**EXERCISE OBJECTIVE**
Using the entries that follow, state how many lines contain the word "saved". The response is that number and nothing more.

**EXCERPTED RECORDS**

= = = = = = =

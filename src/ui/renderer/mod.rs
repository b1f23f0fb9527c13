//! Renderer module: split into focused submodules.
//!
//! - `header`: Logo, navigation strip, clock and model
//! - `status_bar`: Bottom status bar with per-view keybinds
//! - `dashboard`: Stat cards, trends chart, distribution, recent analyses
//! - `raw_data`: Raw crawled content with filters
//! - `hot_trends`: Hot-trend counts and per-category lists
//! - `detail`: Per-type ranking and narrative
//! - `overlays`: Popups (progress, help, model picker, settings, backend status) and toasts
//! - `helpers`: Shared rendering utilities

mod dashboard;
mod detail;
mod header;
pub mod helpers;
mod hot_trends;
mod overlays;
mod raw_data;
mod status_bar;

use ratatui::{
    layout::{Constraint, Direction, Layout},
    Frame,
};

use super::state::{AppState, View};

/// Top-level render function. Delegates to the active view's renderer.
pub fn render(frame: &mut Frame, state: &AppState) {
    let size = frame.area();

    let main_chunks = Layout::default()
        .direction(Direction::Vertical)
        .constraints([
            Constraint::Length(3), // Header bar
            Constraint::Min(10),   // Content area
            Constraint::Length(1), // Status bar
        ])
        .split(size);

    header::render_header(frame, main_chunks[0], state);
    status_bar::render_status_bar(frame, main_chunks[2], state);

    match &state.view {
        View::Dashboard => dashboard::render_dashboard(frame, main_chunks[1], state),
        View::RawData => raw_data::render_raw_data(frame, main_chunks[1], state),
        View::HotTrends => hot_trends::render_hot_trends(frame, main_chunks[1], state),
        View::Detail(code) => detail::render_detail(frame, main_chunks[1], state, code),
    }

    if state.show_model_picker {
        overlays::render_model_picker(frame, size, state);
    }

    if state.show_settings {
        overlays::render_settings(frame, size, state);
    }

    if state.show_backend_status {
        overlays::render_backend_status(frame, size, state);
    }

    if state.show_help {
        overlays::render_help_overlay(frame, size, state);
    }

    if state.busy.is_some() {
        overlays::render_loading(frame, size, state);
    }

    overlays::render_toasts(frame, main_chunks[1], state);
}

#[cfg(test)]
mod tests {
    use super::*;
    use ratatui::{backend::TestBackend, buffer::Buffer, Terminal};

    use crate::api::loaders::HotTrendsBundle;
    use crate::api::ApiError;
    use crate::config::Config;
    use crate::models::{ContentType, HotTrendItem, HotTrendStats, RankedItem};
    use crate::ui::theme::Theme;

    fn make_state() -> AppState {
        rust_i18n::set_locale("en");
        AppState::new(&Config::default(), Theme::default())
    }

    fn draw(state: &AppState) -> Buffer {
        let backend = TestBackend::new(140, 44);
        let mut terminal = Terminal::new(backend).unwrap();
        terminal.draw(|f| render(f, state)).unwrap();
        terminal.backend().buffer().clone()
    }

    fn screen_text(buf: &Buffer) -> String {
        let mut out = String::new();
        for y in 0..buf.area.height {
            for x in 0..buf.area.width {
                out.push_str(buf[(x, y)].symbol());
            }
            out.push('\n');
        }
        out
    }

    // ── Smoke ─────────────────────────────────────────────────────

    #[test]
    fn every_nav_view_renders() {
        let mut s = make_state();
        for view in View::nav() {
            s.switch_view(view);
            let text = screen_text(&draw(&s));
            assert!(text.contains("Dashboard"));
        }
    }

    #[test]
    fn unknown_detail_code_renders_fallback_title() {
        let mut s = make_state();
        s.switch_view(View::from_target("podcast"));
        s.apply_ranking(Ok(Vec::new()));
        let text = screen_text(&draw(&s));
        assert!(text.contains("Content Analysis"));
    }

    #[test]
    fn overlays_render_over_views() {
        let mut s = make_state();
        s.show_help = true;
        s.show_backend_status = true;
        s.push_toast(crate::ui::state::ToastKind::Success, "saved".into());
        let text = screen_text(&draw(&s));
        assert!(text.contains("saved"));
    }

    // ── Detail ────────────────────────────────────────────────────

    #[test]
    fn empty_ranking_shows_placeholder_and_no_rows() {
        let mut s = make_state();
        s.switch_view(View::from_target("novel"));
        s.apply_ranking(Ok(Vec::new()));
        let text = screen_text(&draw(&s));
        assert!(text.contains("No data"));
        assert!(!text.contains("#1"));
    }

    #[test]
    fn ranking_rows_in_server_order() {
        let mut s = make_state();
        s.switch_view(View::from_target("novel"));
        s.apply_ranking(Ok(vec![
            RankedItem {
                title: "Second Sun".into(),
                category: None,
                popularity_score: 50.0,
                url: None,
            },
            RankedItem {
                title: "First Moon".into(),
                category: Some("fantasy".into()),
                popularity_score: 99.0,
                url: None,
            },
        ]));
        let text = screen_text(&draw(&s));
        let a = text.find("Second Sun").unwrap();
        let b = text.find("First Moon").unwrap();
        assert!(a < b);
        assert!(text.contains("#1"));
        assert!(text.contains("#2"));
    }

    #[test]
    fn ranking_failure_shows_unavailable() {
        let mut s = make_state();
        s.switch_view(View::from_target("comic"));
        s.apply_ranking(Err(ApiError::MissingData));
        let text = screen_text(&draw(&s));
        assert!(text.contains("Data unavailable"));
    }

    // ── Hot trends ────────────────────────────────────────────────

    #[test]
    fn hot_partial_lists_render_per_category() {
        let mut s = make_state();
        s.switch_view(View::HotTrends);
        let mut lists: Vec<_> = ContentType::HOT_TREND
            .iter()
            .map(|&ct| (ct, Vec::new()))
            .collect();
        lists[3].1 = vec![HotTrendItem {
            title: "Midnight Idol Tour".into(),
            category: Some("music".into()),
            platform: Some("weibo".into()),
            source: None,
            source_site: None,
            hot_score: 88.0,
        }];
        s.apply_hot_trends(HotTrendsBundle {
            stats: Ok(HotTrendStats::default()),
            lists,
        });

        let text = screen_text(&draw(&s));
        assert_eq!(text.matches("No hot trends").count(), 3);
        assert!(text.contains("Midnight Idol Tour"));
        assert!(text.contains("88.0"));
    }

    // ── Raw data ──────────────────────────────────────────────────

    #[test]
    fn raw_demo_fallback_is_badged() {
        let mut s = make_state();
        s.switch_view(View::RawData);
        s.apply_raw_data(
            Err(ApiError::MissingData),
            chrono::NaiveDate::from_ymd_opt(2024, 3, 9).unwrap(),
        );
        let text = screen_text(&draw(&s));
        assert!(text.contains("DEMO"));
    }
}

= = = = = = =

**YOUR SOLUTION**
2